DIRECTIONS FOR THIS TASK → Find the lines in the records below that contain "operations", and report each of them.

RECORDS SUPPLIED →

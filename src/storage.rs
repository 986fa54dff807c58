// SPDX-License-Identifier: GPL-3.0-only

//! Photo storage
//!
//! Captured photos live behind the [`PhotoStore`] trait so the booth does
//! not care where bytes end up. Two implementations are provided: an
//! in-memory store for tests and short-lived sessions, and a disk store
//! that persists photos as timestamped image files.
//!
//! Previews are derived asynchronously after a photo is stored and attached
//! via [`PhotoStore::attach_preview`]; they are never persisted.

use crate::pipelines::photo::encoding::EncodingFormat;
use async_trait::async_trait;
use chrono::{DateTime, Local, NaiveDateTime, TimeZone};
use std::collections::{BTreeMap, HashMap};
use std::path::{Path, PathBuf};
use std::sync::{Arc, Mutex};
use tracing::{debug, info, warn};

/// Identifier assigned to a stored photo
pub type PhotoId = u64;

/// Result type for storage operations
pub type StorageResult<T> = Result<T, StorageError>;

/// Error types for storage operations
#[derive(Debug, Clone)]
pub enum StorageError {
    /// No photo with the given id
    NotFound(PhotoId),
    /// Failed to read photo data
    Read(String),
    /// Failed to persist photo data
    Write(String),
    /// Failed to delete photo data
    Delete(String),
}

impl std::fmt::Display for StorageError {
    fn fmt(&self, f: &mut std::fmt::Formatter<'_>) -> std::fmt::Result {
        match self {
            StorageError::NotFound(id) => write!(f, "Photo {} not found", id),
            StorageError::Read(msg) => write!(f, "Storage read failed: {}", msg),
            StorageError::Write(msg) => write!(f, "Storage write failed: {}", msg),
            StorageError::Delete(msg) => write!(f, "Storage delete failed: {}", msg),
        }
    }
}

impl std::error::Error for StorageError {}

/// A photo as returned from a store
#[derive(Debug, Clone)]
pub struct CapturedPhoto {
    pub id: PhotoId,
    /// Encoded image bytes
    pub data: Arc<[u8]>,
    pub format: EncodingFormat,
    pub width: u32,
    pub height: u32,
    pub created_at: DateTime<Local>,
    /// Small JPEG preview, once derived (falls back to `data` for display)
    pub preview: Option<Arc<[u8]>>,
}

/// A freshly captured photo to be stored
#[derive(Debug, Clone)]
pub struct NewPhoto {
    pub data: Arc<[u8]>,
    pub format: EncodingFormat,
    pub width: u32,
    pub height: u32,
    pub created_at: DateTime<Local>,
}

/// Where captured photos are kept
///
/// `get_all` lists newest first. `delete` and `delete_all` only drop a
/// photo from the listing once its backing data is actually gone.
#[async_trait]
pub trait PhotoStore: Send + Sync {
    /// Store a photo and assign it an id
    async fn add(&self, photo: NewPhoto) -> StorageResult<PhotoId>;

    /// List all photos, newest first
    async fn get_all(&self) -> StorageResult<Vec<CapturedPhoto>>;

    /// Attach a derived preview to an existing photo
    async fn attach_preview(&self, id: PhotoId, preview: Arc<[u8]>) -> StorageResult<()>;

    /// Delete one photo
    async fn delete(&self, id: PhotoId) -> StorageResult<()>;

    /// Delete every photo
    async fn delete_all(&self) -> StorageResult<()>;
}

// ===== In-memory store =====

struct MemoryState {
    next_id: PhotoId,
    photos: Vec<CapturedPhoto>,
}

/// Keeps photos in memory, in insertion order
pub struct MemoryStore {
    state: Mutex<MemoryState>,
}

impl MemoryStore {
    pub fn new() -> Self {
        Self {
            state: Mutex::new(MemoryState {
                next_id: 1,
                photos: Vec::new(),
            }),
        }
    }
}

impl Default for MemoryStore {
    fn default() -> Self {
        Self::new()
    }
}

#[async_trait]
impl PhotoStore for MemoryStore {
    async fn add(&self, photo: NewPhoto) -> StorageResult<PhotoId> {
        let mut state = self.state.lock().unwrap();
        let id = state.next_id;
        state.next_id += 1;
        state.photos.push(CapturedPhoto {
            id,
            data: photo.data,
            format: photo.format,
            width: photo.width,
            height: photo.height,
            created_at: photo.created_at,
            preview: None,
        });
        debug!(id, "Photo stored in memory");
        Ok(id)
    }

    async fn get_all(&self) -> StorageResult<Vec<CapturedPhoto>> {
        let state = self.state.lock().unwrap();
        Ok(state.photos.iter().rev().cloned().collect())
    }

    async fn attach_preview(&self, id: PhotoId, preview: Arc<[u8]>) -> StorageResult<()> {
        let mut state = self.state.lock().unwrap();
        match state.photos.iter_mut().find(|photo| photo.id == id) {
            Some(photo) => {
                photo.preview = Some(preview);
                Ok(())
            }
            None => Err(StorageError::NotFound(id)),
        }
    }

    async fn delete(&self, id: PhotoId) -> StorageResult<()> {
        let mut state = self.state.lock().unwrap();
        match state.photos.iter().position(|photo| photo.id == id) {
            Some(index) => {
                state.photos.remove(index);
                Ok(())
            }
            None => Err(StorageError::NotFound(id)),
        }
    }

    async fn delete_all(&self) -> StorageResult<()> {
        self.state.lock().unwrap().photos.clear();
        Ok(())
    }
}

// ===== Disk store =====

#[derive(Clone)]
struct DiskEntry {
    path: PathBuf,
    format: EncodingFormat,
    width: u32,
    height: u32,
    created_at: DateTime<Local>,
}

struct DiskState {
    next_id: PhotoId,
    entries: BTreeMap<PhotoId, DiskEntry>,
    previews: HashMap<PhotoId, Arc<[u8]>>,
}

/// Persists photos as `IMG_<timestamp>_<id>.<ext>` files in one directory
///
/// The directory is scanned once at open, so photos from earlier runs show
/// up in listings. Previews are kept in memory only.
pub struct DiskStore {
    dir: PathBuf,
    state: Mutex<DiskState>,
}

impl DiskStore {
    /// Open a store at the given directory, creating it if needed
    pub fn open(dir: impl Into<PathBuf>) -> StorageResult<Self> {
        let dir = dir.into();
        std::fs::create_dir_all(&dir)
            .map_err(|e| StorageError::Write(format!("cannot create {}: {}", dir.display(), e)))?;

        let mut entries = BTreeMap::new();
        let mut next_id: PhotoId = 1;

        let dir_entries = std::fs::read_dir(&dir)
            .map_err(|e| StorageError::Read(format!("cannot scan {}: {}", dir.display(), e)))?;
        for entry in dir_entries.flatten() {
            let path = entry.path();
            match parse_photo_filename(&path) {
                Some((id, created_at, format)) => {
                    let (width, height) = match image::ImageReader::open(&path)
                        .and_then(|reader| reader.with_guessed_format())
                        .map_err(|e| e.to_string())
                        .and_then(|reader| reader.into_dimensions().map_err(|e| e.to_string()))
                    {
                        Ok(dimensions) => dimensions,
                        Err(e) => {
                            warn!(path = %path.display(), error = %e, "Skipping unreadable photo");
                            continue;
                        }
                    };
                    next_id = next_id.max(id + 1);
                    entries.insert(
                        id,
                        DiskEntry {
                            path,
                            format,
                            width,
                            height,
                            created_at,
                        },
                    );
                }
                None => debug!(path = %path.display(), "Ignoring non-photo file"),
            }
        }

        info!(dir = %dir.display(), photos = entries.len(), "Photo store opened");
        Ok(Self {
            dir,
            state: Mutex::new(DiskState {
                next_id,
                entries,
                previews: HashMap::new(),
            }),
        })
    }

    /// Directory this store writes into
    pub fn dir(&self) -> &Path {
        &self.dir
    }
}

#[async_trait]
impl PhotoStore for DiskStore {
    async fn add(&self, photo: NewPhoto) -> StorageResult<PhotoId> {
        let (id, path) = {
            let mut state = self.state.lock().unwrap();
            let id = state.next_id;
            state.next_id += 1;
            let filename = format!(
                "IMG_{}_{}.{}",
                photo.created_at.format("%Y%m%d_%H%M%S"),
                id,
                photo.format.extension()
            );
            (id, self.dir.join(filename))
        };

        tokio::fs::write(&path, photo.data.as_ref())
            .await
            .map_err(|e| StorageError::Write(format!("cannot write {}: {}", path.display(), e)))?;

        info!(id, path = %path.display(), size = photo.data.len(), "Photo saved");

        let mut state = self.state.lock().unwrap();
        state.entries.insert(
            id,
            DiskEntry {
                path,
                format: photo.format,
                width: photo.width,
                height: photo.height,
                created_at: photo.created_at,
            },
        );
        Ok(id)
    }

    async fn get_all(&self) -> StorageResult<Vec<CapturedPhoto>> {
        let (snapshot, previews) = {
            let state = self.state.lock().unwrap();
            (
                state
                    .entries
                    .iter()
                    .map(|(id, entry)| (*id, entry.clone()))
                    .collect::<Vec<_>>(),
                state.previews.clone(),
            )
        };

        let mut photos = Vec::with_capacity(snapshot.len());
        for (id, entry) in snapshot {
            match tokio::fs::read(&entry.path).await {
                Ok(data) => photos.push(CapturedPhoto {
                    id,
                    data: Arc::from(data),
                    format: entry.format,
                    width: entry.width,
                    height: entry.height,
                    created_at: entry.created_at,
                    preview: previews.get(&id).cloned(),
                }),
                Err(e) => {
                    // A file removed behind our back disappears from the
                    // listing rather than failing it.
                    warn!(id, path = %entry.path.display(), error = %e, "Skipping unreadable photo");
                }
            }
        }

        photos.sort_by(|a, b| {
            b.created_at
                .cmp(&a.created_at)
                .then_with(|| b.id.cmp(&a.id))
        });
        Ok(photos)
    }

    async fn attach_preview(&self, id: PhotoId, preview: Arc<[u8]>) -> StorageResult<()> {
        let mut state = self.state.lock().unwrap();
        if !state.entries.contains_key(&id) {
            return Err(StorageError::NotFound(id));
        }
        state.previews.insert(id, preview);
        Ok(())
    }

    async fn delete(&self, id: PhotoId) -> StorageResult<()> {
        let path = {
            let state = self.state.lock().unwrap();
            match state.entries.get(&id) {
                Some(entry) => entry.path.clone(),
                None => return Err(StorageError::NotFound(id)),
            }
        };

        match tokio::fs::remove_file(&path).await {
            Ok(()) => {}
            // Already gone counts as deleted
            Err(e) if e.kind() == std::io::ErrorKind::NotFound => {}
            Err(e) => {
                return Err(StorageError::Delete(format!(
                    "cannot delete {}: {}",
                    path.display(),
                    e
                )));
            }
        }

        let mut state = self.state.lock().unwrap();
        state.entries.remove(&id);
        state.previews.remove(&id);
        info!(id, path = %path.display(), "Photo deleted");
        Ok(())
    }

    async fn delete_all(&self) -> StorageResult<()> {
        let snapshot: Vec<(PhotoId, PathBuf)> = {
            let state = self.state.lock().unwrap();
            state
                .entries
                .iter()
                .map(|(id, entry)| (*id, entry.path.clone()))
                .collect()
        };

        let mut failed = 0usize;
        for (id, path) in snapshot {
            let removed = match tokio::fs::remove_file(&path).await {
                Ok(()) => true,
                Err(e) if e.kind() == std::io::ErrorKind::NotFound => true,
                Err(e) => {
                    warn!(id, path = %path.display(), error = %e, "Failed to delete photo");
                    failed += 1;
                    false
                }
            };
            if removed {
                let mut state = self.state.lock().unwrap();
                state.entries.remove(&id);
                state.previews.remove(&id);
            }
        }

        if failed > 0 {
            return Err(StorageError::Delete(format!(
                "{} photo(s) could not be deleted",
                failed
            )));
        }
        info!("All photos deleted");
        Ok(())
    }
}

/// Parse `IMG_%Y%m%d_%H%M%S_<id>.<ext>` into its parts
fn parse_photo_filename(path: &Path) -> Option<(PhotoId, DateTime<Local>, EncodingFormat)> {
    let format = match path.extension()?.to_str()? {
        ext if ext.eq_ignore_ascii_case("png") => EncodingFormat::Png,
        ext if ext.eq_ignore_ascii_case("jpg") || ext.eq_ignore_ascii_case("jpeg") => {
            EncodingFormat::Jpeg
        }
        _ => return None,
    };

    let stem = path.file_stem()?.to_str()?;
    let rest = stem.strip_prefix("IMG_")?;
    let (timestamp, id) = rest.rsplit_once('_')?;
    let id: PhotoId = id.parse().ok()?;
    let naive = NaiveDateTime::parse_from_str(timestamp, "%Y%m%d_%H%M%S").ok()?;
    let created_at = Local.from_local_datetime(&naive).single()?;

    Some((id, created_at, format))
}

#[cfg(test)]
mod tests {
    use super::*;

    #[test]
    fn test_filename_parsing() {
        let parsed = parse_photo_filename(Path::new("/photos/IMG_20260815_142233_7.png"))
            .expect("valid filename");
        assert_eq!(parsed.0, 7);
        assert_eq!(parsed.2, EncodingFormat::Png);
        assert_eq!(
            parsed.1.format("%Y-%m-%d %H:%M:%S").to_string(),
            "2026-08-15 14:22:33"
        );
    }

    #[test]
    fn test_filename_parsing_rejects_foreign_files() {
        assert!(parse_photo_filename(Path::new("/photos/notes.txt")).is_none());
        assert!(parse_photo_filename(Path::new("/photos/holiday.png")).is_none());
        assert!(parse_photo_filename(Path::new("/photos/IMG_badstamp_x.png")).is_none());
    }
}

...

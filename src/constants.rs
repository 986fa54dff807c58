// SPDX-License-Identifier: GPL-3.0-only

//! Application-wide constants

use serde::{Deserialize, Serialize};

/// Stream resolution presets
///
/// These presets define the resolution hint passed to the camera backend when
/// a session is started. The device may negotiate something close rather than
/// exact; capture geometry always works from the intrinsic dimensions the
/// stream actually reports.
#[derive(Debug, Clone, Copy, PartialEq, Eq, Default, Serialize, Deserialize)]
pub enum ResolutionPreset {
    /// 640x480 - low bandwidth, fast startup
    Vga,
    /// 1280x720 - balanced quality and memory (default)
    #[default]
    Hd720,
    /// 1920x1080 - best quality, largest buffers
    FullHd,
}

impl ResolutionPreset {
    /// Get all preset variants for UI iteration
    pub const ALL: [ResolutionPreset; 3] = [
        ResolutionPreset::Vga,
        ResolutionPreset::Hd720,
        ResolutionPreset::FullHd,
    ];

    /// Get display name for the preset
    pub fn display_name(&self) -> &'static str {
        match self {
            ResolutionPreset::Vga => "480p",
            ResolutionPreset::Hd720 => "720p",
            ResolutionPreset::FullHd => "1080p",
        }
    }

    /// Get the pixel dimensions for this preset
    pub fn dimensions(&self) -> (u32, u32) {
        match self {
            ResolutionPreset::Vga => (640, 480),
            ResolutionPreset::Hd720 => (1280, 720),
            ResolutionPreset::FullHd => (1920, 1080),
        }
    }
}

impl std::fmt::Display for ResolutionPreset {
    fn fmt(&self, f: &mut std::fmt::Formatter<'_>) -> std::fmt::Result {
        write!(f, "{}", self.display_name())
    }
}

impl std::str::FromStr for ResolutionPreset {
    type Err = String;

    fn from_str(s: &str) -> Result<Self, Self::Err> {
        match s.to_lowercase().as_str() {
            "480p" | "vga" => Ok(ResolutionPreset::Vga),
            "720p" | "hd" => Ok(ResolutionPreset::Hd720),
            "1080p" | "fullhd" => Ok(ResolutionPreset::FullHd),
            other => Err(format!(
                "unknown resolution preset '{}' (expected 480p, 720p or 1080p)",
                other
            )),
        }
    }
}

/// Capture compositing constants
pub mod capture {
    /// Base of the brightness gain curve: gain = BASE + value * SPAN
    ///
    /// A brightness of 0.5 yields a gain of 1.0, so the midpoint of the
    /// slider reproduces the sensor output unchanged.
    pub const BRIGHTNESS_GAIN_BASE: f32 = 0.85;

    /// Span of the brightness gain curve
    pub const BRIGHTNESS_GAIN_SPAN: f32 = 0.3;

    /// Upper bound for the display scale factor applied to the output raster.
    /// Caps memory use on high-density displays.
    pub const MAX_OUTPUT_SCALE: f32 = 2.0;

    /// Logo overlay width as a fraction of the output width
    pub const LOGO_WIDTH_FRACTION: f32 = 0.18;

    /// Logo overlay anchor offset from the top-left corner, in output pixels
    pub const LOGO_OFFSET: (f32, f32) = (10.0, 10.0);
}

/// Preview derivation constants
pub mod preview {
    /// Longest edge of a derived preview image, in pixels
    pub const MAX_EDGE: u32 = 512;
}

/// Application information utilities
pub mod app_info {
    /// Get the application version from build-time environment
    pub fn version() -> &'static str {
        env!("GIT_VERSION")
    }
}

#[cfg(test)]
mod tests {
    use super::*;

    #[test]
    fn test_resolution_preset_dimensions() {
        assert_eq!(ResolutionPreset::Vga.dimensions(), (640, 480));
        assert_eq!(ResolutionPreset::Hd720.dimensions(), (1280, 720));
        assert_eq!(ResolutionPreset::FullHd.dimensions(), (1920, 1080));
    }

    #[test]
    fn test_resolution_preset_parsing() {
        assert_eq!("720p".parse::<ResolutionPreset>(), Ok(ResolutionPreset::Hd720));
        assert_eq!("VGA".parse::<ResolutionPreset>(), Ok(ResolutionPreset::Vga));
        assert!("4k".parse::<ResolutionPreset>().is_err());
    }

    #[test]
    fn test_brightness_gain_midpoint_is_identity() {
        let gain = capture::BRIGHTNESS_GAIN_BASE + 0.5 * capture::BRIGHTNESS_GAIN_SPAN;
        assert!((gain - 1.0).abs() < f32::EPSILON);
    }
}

--

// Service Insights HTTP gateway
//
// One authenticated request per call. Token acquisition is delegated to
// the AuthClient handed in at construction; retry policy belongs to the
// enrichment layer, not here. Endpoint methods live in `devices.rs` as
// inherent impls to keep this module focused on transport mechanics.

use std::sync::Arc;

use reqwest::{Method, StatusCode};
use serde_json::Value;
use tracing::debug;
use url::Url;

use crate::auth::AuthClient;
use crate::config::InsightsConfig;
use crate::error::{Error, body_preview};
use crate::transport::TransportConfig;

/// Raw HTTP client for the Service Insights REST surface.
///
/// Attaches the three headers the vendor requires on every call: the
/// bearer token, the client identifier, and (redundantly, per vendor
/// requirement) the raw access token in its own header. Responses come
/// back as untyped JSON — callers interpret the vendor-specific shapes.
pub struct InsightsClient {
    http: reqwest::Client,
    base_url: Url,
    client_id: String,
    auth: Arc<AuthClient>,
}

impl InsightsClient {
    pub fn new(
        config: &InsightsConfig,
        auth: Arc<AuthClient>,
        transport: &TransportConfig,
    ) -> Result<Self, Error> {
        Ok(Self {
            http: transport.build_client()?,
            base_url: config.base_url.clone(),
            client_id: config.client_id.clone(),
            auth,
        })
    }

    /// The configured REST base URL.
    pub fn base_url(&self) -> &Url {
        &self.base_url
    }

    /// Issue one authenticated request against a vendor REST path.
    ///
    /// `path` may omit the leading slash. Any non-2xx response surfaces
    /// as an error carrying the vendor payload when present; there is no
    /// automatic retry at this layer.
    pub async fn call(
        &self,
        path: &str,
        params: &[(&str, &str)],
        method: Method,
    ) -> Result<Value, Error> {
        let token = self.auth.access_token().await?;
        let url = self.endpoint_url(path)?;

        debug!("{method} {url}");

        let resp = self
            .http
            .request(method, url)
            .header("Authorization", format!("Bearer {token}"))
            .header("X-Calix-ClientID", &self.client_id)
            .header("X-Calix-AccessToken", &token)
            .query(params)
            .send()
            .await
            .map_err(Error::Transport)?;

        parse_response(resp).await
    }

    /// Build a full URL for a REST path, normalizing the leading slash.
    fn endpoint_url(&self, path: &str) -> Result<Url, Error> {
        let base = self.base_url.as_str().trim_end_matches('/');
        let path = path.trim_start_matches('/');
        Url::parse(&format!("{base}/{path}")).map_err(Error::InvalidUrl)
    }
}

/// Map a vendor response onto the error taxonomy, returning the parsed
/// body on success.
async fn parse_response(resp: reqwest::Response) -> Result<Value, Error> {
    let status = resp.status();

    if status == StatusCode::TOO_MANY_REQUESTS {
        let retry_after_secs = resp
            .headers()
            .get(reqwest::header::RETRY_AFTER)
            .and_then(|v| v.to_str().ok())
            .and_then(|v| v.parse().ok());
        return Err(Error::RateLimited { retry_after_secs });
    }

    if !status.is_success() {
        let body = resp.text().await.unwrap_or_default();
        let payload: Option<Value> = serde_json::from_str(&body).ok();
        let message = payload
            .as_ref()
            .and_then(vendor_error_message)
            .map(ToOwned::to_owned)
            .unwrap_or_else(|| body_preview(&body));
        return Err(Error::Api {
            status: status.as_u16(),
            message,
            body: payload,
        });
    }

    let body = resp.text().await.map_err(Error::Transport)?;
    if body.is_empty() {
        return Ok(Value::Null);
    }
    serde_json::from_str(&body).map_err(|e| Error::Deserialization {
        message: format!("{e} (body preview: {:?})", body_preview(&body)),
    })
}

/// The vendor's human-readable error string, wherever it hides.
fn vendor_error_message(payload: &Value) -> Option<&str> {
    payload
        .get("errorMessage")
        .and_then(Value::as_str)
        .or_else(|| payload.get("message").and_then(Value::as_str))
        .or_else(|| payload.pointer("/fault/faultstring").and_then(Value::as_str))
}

OUTPUT BELOW →
/// Result type for storage operations
/// Error types for storage operations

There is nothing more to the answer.